YOUR ASSIGNMENT. A single number is wanted: how many lines of the data include the string "Invalid".

INFORMATION.
*** Begin section ***

#[cfg(test)]
mod tests {
    use super::*;
    use crate::config::ApiConfig;
    use crate::notification::MockNotifier;
    use std::sync::atomic::{AtomicUsize, Ordering};
    use wiremock::matchers::{body_json, method, path};
    use wiremock::{Mock, MockServer, ResponseTemplate};

    fn store_against(server: &MockServer, notifier: MockNotifier) -> ConfigurationVariableStore {
        let config = ApiConfig {
            base_url: server.uri().parse().unwrap(),
            ..ApiConfig::default()
        };
        let client = ApiClient::new(&config).unwrap();
        ConfigurationVariableStore::new(client, Arc::new(notifier))
    }

    fn persisted_variable() -> ConfigurationVariable {
        let mut variable = ConfigurationVariable::new("spool_dir", "Spool directory", "/var/spool");
        variable.id = "v2".to_string();
        variable
    }

    #[tokio::test]
    async fn test_save_posts_new_variables_to_collection_root() {
        let server = MockServer::start().await;

        Mock::given(method("POST"))
            .and(path("/sidecar/configuration_variables"))
            .and(body_json(serde_json::json!({
                "id": "",
                "name": "api_key",
                "description": "Shared key",
                "content": "s3cr3t",
            })))
            .respond_with(ResponseTemplate::new(200))
            .expect(1)
            .mount(&server)
            .await;

        let mut notifier = MockNotifier::new();
        notifier
            .expect_success()
            .withf(|message| {
                message.contains("\"api_key\"") && message.contains("successfully created")
            })
            .times(1)
            .return_const(());

        let store = store_against(&server, notifier);
        let draft = ConfigurationVariable::new("api_key", "Shared key", "s3cr3t");
        store.save(&draft).await.unwrap();
    }

    #[tokio::test]
    async fn test_save_puts_persisted_variables_to_record_resource() {
        let server = MockServer::start().await;

        Mock::given(method("PUT"))
            .and(path("/sidecar/configuration_variables/v2"))
            .respond_with(ResponseTemplate::new(200))
            .expect(1)
            .mount(&server)
            .await;

        let mut notifier = MockNotifier::new();
        notifier
            .expect_success()
            .withf(|message| {
                message.contains("\"spool_dir\"") && message.contains("successfully updated")
            })
            .times(1)
            .return_const(());

        let store = store_against(&server, notifier);
        store.save(&persisted_variable()).await.unwrap();
    }

    #[tokio::test]
    async fn test_save_failure_is_toasted_and_returned() {
        let server = MockServer::start().await;

        Mock::given(method("POST"))
            .and(path("/sidecar/configuration_variables"))
            .respond_with(
                ResponseTemplate::new(500)
                    .set_body_json(serde_json::json!({"message": "name already taken"})),
            )
            .mount(&server)
            .await;

        let mut notifier = MockNotifier::new();
        notifier
            .expect_error()
            .withf(|message, title| {
                message.starts_with("Saving variable \"api_key\" failed with status:")
                    && message.contains("name already taken")
                    && title == "Could not save variable"
            })
            .times(1)
            .return_const(());

        let store = store_against(&server, notifier);
        let draft = ConfigurationVariable::new("api_key", "Shared key", "s3cr3t");
        store.save(&draft).await.unwrap_err();
    }

    #[tokio::test]
    async fn test_delete_targets_record_by_id() {
        let server = MockServer::start().await;

        Mock::given(method("DELETE"))
            .and(path("/sidecar/configuration_variables/v2"))
            .respond_with(ResponseTemplate::new(204))
            .expect(1)
            .mount(&server)
            .await;

        let mut notifier = MockNotifier::new();
        notifier
            .expect_success()
            .withf(|message| {
                message.contains("\"spool_dir\"") && message.contains("successfully deleted")
            })
            .times(1)
            .return_const(());

        let store = store_against(&server, notifier);
        store.delete(&persisted_variable()).await.unwrap();
    }

    #[tokio::test]
    async fn test_delete_failure_is_toasted_and_returned() {
        let server = MockServer::start().await;

        Mock::given(method("DELETE"))
            .and(path("/sidecar/configuration_variables/v2"))
            .respond_with(ResponseTemplate::new(403))
            .mount(&server)
            .await;

        let mut notifier = MockNotifier::new();
        notifier
            .expect_error()
            .withf(|message, title| {
                message.starts_with("Deleting variable \"spool_dir\" failed with status:")
                    && title == "Could not delete variable"
            })
            .times(1)
            .return_const(());

        let store = store_against(&server, notifier);
        store.delete(&persisted_variable()).await.unwrap_err();
    }

    #[tokio::test]
    async fn test_all_replaces_cache_and_broadcasts_once() {
        let server = MockServer::start().await;

        Mock::given(method("GET"))
            .and(path("/sidecar/configuration_variables"))
            .respond_with(ResponseTemplate::new(200).set_body_json(serde_json::json!({
                "configurationVariables": [
                    {"id": "v1", "name": "syslog_port", "description": "UDP port", "content": "1514"},
                    {"id": "v2", "name": "spool_dir", "description": "Spool directory", "content": "/var/spool"},
                ]
            })))
            .expect(1)
            .mount(&server)
            .await;

        // No notifier expectations: a successful fetch must not toast
        let store = store_against(&server, MockNotifier::new());

        let broadcasts = Arc::new(AtomicUsize::new(0));
        let seen = broadcasts.clone();
        store.subscribe(move |variables| {
            assert_eq!(variables.len(), 2);
            seen.fetch_add(1, Ordering::SeqCst);
        });

        let variables = store.all().await.unwrap();
        assert_eq!(variables.len(), 2);
        assert_eq!(store.cached().as_deref(), Some(variables.as_slice()));
        assert_eq!(broadcasts.load(Ordering::SeqCst), 1);
    }

    #[tokio::test]
    async fn test_all_failure_keeps_cache_and_skips_broadcast() {
        let server = MockServer::start().await;

        Mock::given(method("GET"))
            .and(path("/sidecar/configuration_variables"))
            .respond_with(ResponseTemplate::new(500))
            .mount(&server)
            .await;

        let mut notifier = MockNotifier::new();
        notifier
            .expect_error()
            .withf(|message, title| {
                message.starts_with("Fetching configuration variables failed with status:")
                    && title == "Could not retrieve configuration variables"
            })
            .times(1)
            .return_const(());

        let store = store_against(&server, notifier);

        let broadcasts = Arc::new(AtomicUsize::new(0));
        let seen = broadcasts.clone();
        store.subscribe(move |_| {
            seen.fetch_add(1, Ordering::SeqCst);
        });

        store.all().await.unwrap_err();
        assert!(store.cached().is_none());
        assert_eq!(broadcasts.load(Ordering::SeqCst), 0);
    }

    #[tokio::test]
    async fn test_validate_always_posts_to_validate_resource() {
        let server = MockServer::start().await;

        // A persisted id must not divert validation to the record resource
        Mock::given(method("POST"))
            .and(path("/sidecar/configuration_variables/validate"))
            .respond_with(ResponseTemplate::new(200).set_body_json(serde_json::json!({
                "failed": true,
                "errors": {"content": ["Invalid variable reference"]},
            })))
            .expect(1)
            .mount(&server)
            .await;

        let store = store_against(&server, MockNotifier::new());
        let result = store.validate(&persisted_variable()).await.unwrap();
        assert!(result.failed);
        assert_eq!(result.errors["content"], vec!["Invalid variable reference"]);
    }

    #[tokio::test]
    async fn test_validate_failure_is_toasted_and_returned() {
        let server = MockServer::start().await;

        Mock::given(method("POST"))
            .and(path("/sidecar/configuration_variables/validate"))
            .respond_with(ResponseTemplate::new(400))
            .mount(&server)
            .await;

        let mut notifier = MockNotifier::new();
        notifier
            .expect_error()
            .withf(|message, title| {
                message.starts_with("Validating variable \"spool_dir\" failed with status:")
                    && title == "Could not validate variable"
            })
            .times(1)
            .return_const(());

        let store = store_against(&server, notifier);
        store.validate(&persisted_variable()).await.unwrap_err();
    }
}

*** End section ***

TASK OUTPUT. 2